## WORK REQUEST
What lines in the records below contain the string "CertificateError"? Copy every one.

## EXTRACTED INFORMATION

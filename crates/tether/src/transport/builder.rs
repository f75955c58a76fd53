//! Transport assembly from configuration.

use tether_config::{Config, ConnectionDescriptor};
use tracing::debug;

use super::{
    BaseTransport, BufferedTransport, TRANSPORT_TARGET, Transport, TransportHandle, ZlibTransport,
    address_of,
};
use crate::error::CertificateError;

/// Builds the closed transport described by `descriptor`, wrapped in the
/// layers `config` enables. Buffering sits inside compression.
///
/// # Errors
///
/// Returns [`CertificateError`] when a TLS scheme's CA material cannot be
/// loaded.
pub fn build(
    descriptor: &ConnectionDescriptor,
    config: &Config,
) -> Result<TransportHandle, CertificateError> {
    let mut transport: Box<dyn Transport> = Box::new(BaseTransport::for_descriptor(
        descriptor,
        config.socket_timeout(),
    )?);
    if config.buffered {
        transport = Box::new(BufferedTransport::new(transport));
    }
    if config.compressed {
        transport = Box::new(ZlibTransport::new(transport));
    }
    let handle = TransportHandle::new(address_of(descriptor), transport);
    debug!(
        target: TRANSPORT_TARGET,
        address = %handle.address(),
        layers = %handle.layers(),
        "built transport"
    );
    Ok(handle)
}
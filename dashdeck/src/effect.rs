//! Effects - side effects declared by the reducer
//!
//! The reducer stays pure: anything touching the network or the key store
//! is returned as an effect and run by [`crate::handler::EffectHandler`].

use dashdeck_core::{ChatMessage, KeySlot};

use crate::state::PanelId;

#[derive(Debug, Clone, PartialEq)]
pub enum Effect {
    /// Read the remembered key for a form
    LoadKey(KeySlot),
    /// Write (`Some`) or remove (`None`) a remembered key
    PersistKey { slot: KeySlot, value: Option<String> },
    /// Send the whole conversation, ending with the new user message
    SendChat {
        seq: u64,
        api_key: String,
        model: String,
        history: Vec<ChatMessage>,
    },
    SearchPlaces { seq: u64, api_key: String, query: String },
    FetchWeather { seq: u64, city: String },
    FetchStock { seq: u64, code: String },
    FetchCat { seq: u64 },
    /// Abort the panel's in-flight request
    CancelPanel(PanelId),
}
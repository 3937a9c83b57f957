//! Terminal input on a blocking reader thread

use std::time::Duration;

use crossterm::event::{self, Event, KeyEvent, KeyEventKind, MouseEvent};
use tokio::sync::mpsc;
use tokio_util::sync::CancellationToken;

/// How long one `poll` blocks before the reader re-checks its stop token
const POLL_INTERVAL: Duration = Duration::from_millis(25);

/// Input as components see it
#[derive(Debug, Clone)]
pub enum EventKind {
    Key(KeyEvent),
    Mouse(MouseEvent),
    Resize(u16, u16),
}

impl EventKind {
    /// Key releases and focus or paste events have no meaning here.
    pub fn from_crossterm(event: Event) -> Option<Self> {
        match event {
            Event::Key(key) if key.kind == KeyEventKind::Release => None,
            Event::Key(key) => Some(Self::Key(key)),
            Event::Mouse(mouse) => Some(Self::Mouse(mouse)),
            Event::Resize(w, h) => Some(Self::Resize(w, h)),
            _ => None,
        }
    }
}

/// Forward terminal input to `tx` until `stop` fires or `tx` closes.
pub(super) fn spawn_reader(
    tx: mpsc::UnboundedSender<EventKind>,
    stop: CancellationToken,
) -> tokio::task::JoinHandle<()> {
    tokio::task::spawn_blocking(move || {
        while !stop.is_cancelled() {
            match event::poll(POLL_INTERVAL) {
                Ok(true) => {}
                Ok(false) => continue,
                Err(e) => {
                    tracing::warn!(error = %e, "terminal poll failed, input stopped");
                    return;
                }
            }
            let Some(kind) = event::read().ok().and_then(EventKind::from_crossterm) else {
                continue;
            };
            if tx.send(kind).is_err() {
                return;
            }
        }
    })
}
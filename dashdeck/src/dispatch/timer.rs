use std::time::Duration;

use tokio::sync::mpsc;
use tokio::time::MissedTickBehavior;
use tokio_util::sync::CancellationToken;

/// Queue `make()` every `period`, first one period from now, until `stop`
/// fires or the queue closes. Late ticks are skipped, not bunched.
pub(super) fn every<A, F>(
    period: Duration,
    make: F,
    queue: mpsc::UnboundedSender<A>,
    stop: CancellationToken,
) where
    A: Send + 'static,
    F: Fn() -> A + Send + 'static,
{
    tokio::spawn(async move {
        let start = tokio::time::Instant::now() + period;
        let mut ticks = tokio::time::interval_at(start, period);
        ticks.set_missed_tick_behavior(MissedTickBehavior::Skip);
        loop {
            tokio::select! {
                () = stop.cancelled() => break,
                _ = ticks.tick() => {
                    if queue.send(make()).is_err() {
                        break;
                    }
                }
            }
        }
    });
}
use ratatui::{
    Frame,
    layout::Rect,
    style::{Modifier, Style},
    text::{Line, Span},
    widgets::Paragraph,
};

use super::Component;
use crate::action::Action;
use crate::theme;

pub struct HelpBarProps<'a> {
    /// `(key, description)` pairs
    pub hints: &'a [(&'a str, &'a str)],
}

#[derive(Default)]
pub struct HelpBar;

impl Component<Action> for HelpBar {
    type Props<'a> = HelpBarProps<'a>;

    fn render(&mut self, frame: &mut Frame, area: Rect, props: Self::Props<'_>) {
        let theme = theme::current();
        let key_style = Style::default().fg(theme.accent).add_modifier(Modifier::BOLD);

        let mut spans = Vec::with_capacity(props.hints.len() * 2);
        for (key, description) in props.hints {
            spans.push(Span::styled(format!(" {key}"), key_style));
            spans.push(Span::styled(format!(" {description} "), theme.muted_style()));
        }
        frame.render_widget(Paragraph::new(Line::from(spans).centered()), area);
    }
}
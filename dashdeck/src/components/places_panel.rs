//! Search-grounded places lookup

use crossterm::event::{KeyCode, KeyModifiers};
use dashdeck_core::KeySlot;
use ratatui::{
    Frame,
    layout::{Constraint, Layout, Rect},
    text::{Line, Span},
    widgets::{Block, Borders, Paragraph, Wrap},
};

use super::status::{error_line, heading, loading_line};
use super::{Component, KeyField, KeyFieldProps, TextInput, TextInputProps};
use crate::action::Action;
use crate::dispatch::EventKind;
use crate::markdown;
use crate::state::{Load, PlacesField, PlacesState};
use crate::theme;

pub const HEADER: &str = "✨ Location Information Search";
pub const INTRO_MARKDOWN: &str = "Enter any **location** or **point of interest keywords** you'd like to know about \n \n Gemini will help you organize a clear list of places.";
pub const SEARCHING: &str = "AI is analyzing Google search results, please wait...";

pub struct PlacesPanelProps<'a> {
    pub places: &'a PlacesState,
    pub spinner: &'static str,
}

#[derive(Default)]
pub struct PlacesPanel {
    key: KeyField,
    query: TextInput,
    scroll: u16,
}

impl PlacesPanel {
    fn query_props<'a>(places: &'a PlacesState) -> TextInputProps<'a, Action> {
        TextInputProps {
            value: &places.query,
            placeholder: "e.g. Taipei Xinyi District cafe",
            label: "Search",
            is_focused: places.focus == PlacesField::Query,
            masked: false,
            on_change: Action::PlacesQueryChange,
            on_submit: |_| Action::PlacesSearch,
        }
    }
}

impl Component<Action> for PlacesPanel {
    type Props<'a> = PlacesPanelProps<'a>;

    fn handle_event(
        &mut self,
        event: &EventKind,
        props: Self::Props<'_>,
    ) -> impl IntoIterator<Item = Action> {
        let places = props.places;
        let EventKind::Key(key) = event else {
            return Vec::new();
        };

        if key.modifiers.contains(KeyModifiers::CONTROL) && key.code == KeyCode::Char('r') {
            return vec![Action::KeyRememberToggle(KeySlot::Places)];
        }
        match key.code {
            KeyCode::Tab => return vec![Action::FocusNext],
            KeyCode::BackTab => return vec![Action::FocusPrev],
            KeyCode::PageUp => {
                self.scroll = self.scroll.saturating_sub(5);
                return Vec::new();
            }
            KeyCode::PageDown => {
                self.scroll = self.scroll.saturating_add(5);
                return Vec::new();
            }
            _ => {}
        }

        if places.key_focused() {
            self.key
                .handle_event(
                    event,
                    KeyFieldProps {
                        form: &places.key,
                        is_focused: true,
                    },
                )
                .into_iter()
                .collect::<Vec<_>>()
        } else {
            self.query
                .handle_event(event, Self::query_props(places))
                .into_iter()
                .collect::<Vec<_>>()
        }
    }

    fn render(&mut self, frame: &mut Frame, area: Rect, props: Self::Props<'_>) {
        let theme = theme::current();
        let places = props.places;

        let intro = markdown::render(INTRO_MARKDOWN);
        let intro_height = u16::try_from(intro.len()).unwrap_or(u16::MAX);
        let [header_area, intro_area, key_area, query_area, result_area] = Layout::vertical([
            Constraint::Length(1),
            Constraint::Length(intro_height),
            Constraint::Length(KeyField::HEIGHT),
            Constraint::Length(3),
            Constraint::Min(3),
        ])
        .areas(area);

        frame.render_widget(Paragraph::new(heading(HEADER)), header_area);
        frame.render_widget(Paragraph::new(intro).wrap(Wrap { trim: true }), intro_area);
        self.key.render(
            frame,
            key_area,
            KeyFieldProps {
                form: &places.key,
                is_focused: places.key_focused(),
            },
        );
        self.query.render(frame, query_area, Self::query_props(places));

        let lines: Vec<Line<'static>> = match &places.result {
            Load::Idle => vec![Line::from(Span::styled(
                "Press Enter to search.",
                theme.muted_style(),
            ))],
            Load::Loading => {
                self.scroll = 0;
                vec![loading_line(props.spinner, SEARCHING)]
            }
            Load::Failed(message) => vec![error_line(message)],
            Load::Ready(text) => markdown::render(text),
        };
        let block = Block::default()
            .borders(Borders::ALL)
            .border_style(theme.border_style(false))
            .title(Span::styled(" Results ", theme.title_style()));
        frame.render_widget(
            Paragraph::new(lines)
                .block(block)
                .wrap(Wrap { trim: false })
                .scroll((self.scroll, 0)),
            result_area,
        );
    }
}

## SOLUTION BELOW
use crate::error::CertificateError;
/// Returns [`CertificateError`] when a TLS scheme's CA material cannot be
) -> Result<TransportHandle, CertificateError> {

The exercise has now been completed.